GW All-Candidates’ Meeting
May 2, 2017Last night I attended the joint all-candidates’ meeting for the provincial ridings of Vancouver -Mount Pleasant and Vancouver-Hastings (Commercial Drive is a dividing line between the two ridings). It was well-attended in Britannia Gym D and well-arranged by Britannia Community Services, GWAC, the Kettle, and others. Several hundred people were there, enjoying the good free food (bean soup and salad) and a warm sense of community, which contrasted strongly with a similar event four years ago when we had an essentially empty auditorium.
So far as I could tell, all the candidates from both ridings showed up, including the Liberals which has not been the case in other ridings that have been reported. The format was a World Cafe style forum. Every candidate in turn was given three minutes to make their pitch, one from Mount Pleasant, then one from Hastings. When that was done, each candidate circulated among residents’ tables to have a more in depth chat, every group of voters getting to spend some time with each candidate. It’s a decent format for these kind of events.
Both these ridings are very safe NDP strongholds, and I doubt the result here on 9th May will surprise anyone, and I doubt last night’s event changed any minds. But it is good to hear the lesser-known candidates give their pitch.
I have to say that David Kroll (Green, Mount Pleasant) came across as a snake oil salesman (a bit like Weaver himself), while the two young Liberals, Connie Lin (Mount Pleasant) and Jane Spitz, presented as high-schoolers thrown in to make up the numbers.

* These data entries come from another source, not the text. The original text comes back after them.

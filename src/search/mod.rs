//! 基于 FM 索引的反向搜索：精确匹配、有限错配的近似匹配，以及多模式并行调度。

pub mod approx;
pub mod dispatch;
pub mod exact;

pub use dispatch::QueryDispatcher;

use std::ops::RangeInclusive;

/// BWT 行区间 `[top, bottom]`（闭区间），`top > bottom` 表示空区间。
#[derive(Debug, Clone, Copy, PartialEq, Eq)]
pub struct MatchRange {
    pub top: usize,
    pub bottom: usize,
}

impl MatchRange {
    pub fn new(top: usize, bottom: usize) -> Self {
        Self { top, bottom }
    }

    /// 由半开区间 [l, r) 转换而来
    pub fn from_half_open(l: usize, r: usize) -> Self {
        if l >= r { Self::empty() } else { Self { top: l, bottom: r - 1 } }
    }

    pub fn empty() -> Self {
        Self { top: 1, bottom: 0 }
    }

    #[inline]
    pub fn is_empty(&self) -> bool {
        self.top > self.bottom
    }

    #[inline]
    pub fn len(&self) -> usize {
        if self.is_empty() { 0 } else { self.bottom - self.top + 1 }
    }

    pub fn rows(&self) -> RangeInclusive<usize> {
        self.top..=self.bottom
    }
}
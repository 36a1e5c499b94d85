use log::{debug, info};
use serde::Serialize;

use super::bwt::{build_bwt, inverse_bwt};
use super::psa::PartialSuffixArray;
use super::sa::{build_sa, check_len};
use super::IndexConfig;
use crate::error::{IndexError, Result};
use crate::util::alphabet::{Alphabet, SENTINEL_CODE};

/// FM 索引：
/// - 字母以 [0..sigma) 编码（0 为哨兵 $），C 表与 Occ 表都是按编码下标的稠密数组；
/// - Occ 按定长分块采样（块内顺扫补偿），间隔即 `checkpoint_interval`；
/// - SA 只保留 `sa[row] % sample_interval == 0` 的行，其余位置通过 LF 回溯得到。
///
/// 构建完成后只读，可在多个线程间共享。
#[derive(Debug, Clone)]
pub struct FmIndex {
    alphabet: Alphabet,
    config: IndexConfig,
    /// C[c] = 文本中编码 < c 的符号数量
    pub(crate) c: Vec<u32>,
    /// BWT 序列（编码后）
    pub(crate) bwt: Vec<u8>,
    /// Occ 采样（按块存储，行优先展平）：occ_samples[block_id * sigma + c]
    pub(crate) occ_samples: Vec<u32>,
    pub(crate) psa: PartialSuffixArray,
}

/// 索引规模摘要
#[derive(Debug, Clone, Copy, PartialEq, Eq, Serialize)]
pub struct IndexStats {
    pub text_len: usize,
    pub sigma: usize,
    pub checkpoint_interval: usize,
    pub checkpoints: usize,
    pub sample_interval: usize,
    pub sampled_rows: usize,
    pub heap_bytes: usize,
}

impl FmIndex {
    /// 从以哨兵结尾的原始文本构建索引，字母表由文本推导。
    pub fn build(text: &[u8], config: &IndexConfig) -> Result<Self> {
        let alphabet = Alphabet::from_text(text, config.sentinel)?;
        Self::build_with_alphabet(text, alphabet, config)
    }

    /// 使用显式声明的字母表构建索引；文本中出现字母表外的符号即失败。
    pub fn build_with_alphabet(text: &[u8], alphabet: Alphabet, config: &IndexConfig) -> Result<Self> {
        config.validate()?;
        check_len(text.len())?;
        let codes = alphabet.encode_text(text)?;
        debug!("encoded text: {} symbols, sigma={}", codes.len(), alphabet.sigma());

        // SA -> BWT -> FM
        let sa = build_sa(&codes);
        debug!("suffix array built ({} rows)", sa.len());
        let bwt = build_bwt(&codes, &sa);
        drop(codes);
        Self::from_parts(alphabet, bwt, sa, config)
    }

    /// 由现成的 BWT 与 SA 生成辅助表。SA 在采样后即被丢弃。
    ///
    /// 两者长度必须一致，BWT 编码必须落在字母表内且恰好含一个哨兵。
    pub fn from_parts(alphabet: Alphabet, bwt: Vec<u8>, sa: Vec<u32>, config: &IndexConfig) -> Result<Self> {
        config.validate()?;
        check_parts(&alphabet, &bwt, &sa)?;
        let n = bwt.len();
        let sigma = alphabet.sigma();
        let block = config.checkpoint_interval;

        // 计算 C 表
        let mut freq = vec![0u32; sigma];
        for &ch in &bwt {
            freq[ch as usize] += 1;
        }
        let mut c = vec![0u32; sigma];
        let mut acc = 0u32;
        for (slot, &f) in c.iter_mut().zip(&freq) {
            *slot = acc;
            acc += f;
        }

        // 采样 Occ：记录每个块起始位置之前的累计计数
        let num_blocks = n.div_ceil(block);
        let mut occ_samples = vec![0u32; num_blocks * sigma];
        let mut running = vec![0u32; sigma];
        for (bi, chunk) in bwt.chunks(block).enumerate() {
            occ_samples[bi * sigma..(bi + 1) * sigma].copy_from_slice(&running);
            for &ch in chunk {
                running[ch as usize] += 1;
            }
        }

        let psa = PartialSuffixArray::build(&sa, config.sample_interval);
        drop(sa);

        let fm = Self { alphabet, config: *config, c, bwt, occ_samples, psa };
        let stats = fm.stats();
        info!(
            "FM index ready: n={} sigma={} checkpoints={} (C={}) sampled_rows={} (K={}) ~{} bytes",
            stats.text_len,
            stats.sigma,
            stats.checkpoints,
            stats.checkpoint_interval,
            stats.sampled_rows,
            stats.sample_interval,
            stats.heap_bytes
        );
        Ok(fm)
    }

    /// 文本长度（含哨兵），亦即 BWT 行数
    #[inline]
    pub fn len(&self) -> usize {
        self.bwt.len()
    }

    #[inline]
    pub fn is_empty(&self) -> bool {
        self.bwt.is_empty()
    }

    pub fn alphabet(&self) -> &Alphabet {
        &self.alphabet
    }

    pub fn config(&self) -> &IndexConfig {
        &self.config
    }

    /// 编码后的 BWT
    pub fn bwt(&self) -> &[u8] {
        &self.bwt
    }

    /// 还原为原始字节的 BWT 串
    pub fn bwt_string(&self) -> Vec<u8> {
        self.alphabet.decode(&self.bwt)
    }

    pub fn partial_suffix_array(&self) -> &PartialSuffixArray {
        &self.psa
    }

    /// 首列中符号 `code` 第一次出现的行号
    #[inline]
    pub fn first_occurrence(&self, code: u8) -> usize {
        self.c[code as usize] as usize
    }

    #[inline]
    pub fn symbol_at(&self, row: usize) -> u8 {
        self.bwt[row]
    }

    /// 返回 BWT[0..pos) 中 c 的出现次数
    #[inline]
    pub fn occ(&self, c: u8, pos: usize) -> usize {
        if pos == 0 {
            return 0;
        }
        let sigma = self.alphabet.sigma();
        let block = self.config.checkpoint_interval;
        let bi = (pos - 1) / block; // 所在块编号
        let base = self.occ_samples[bi * sigma + c as usize] as usize;
        let add = self.bwt[bi * block..pos].iter().filter(|&&ch| ch == c).count();
        base + add
    }

    /// 在半开区间 [l, r) 上向左扩展字符 c 后的新区间
    #[inline]
    pub fn rank_range(&self, c: u8, l: usize, r: usize) -> (usize, usize) {
        let c0 = self.first_occurrence(c);
        (c0 + self.occ(c, l), c0 + self.occ(c, r))
    }

    /// 已知 BWT[row] == c 时的 LF 映射
    #[inline]
    pub fn lf_with(&self, c: u8, row: usize) -> usize {
        self.first_occurrence(c) + self.occ(c, row)
    }

    /// LF 映射：行 row 对应后缀的前一个文本位置所在的行
    #[inline]
    pub fn lf(&self, row: usize) -> usize {
        self.lf_with(self.bwt[row], row)
    }

    /// 行号 -> 文本位置：沿 LF 回溯直到命中采样行，结果为采样值加步数。
    /// 位置 0 一定被采样，因此最多 K-1 步即可终止。
    pub fn locate(&self, row: usize) -> usize {
        let mut row = row;
        let mut steps = 0usize;
        loop {
            if let Some(pos) = self.psa.get(row) {
                return pos + steps;
            }
            row = self.lf(row);
            steps += 1;
        }
    }

    /// 批量定位并升序排序
    pub fn locate_rows<I>(&self, rows: I) -> Vec<usize>
    where
        I: IntoIterator<Item = usize>,
    {
        let mut positions: Vec<usize> = rows.into_iter().map(|row| self.locate(row)).collect();
        positions.sort_unstable();
        positions
    }

    /// 仅凭 BWT 通过逆变换重建原文本
    pub fn reconstruct_text(&self) -> Result<Vec<u8>> {
        let codes = inverse_bwt(&self.bwt)?;
        Ok(self.alphabet.decode(&codes))
    }

    pub fn stats(&self) -> IndexStats {
        let sigma = self.alphabet.sigma();
        IndexStats {
            text_len: self.len(),
            sigma,
            checkpoint_interval: self.config.checkpoint_interval,
            checkpoints: self.occ_samples.len() / sigma.max(1),
            sample_interval: self.config.sample_interval,
            sampled_rows: self.psa.len(),
            heap_bytes: self.bwt.len() + self.c.len() * 4 + self.occ_samples.len() * 4 + self.psa.heap_bytes(),
        }
    }
}

fn check_parts(alphabet: &Alphabet, bwt: &[u8], sa: &[u32]) -> Result<()> {
    if bwt.len() != sa.len() {
        return Err(IndexError::PartsLength { bwt: bwt.len(), sa: sa.len() });
    }
    check_len(bwt.len())?;
    let sigma = alphabet.sigma();
    if let Some((row, &code)) = bwt.iter().enumerate().find(|&(_, &c)| c as usize >= sigma) {
        return Err(IndexError::CodeOutOfRange { code, row, sigma });
    }
    let found = bwt.iter().filter(|&&c| c == SENTINEL_CODE).count();
    if found != 1 {
        return Err(IndexError::MalformedTransform { found });
    }
    Ok(())
}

The two communists, including Peter Marcuse who seems to have run in every election since I was born, gave voice to their long-term dreams of a socialist paradise, while a couple of independents gave less lucid arguments for why they should be chosen.
Shane Simpson (NDP, Hastings), our long-time incumbent and firm favourite to retain the riding, stuck firmly to the Horgan speaking lines of affordability, stable jobs, and fixing the services the Liberals have broken.
Melanie Mark, the NDP candidate for Vancouver-Mount Pleasant — with whom I have had my differences in the past — came across as the real leader she could be. She is a strong woman, from a challenged background, she has worked both on the streets and in the halls of the Victoria bureaucracy, she speaks well and with great passion. I couldn’t help thinking she will be the leader of the party after Horgan has had his turn (win or lose this election).
When I left the hall, I sat outside in the Napier Greenway listening to the Carnival Band conducting their usual Monday night practice. This is a grand place, Grandview-Woodland.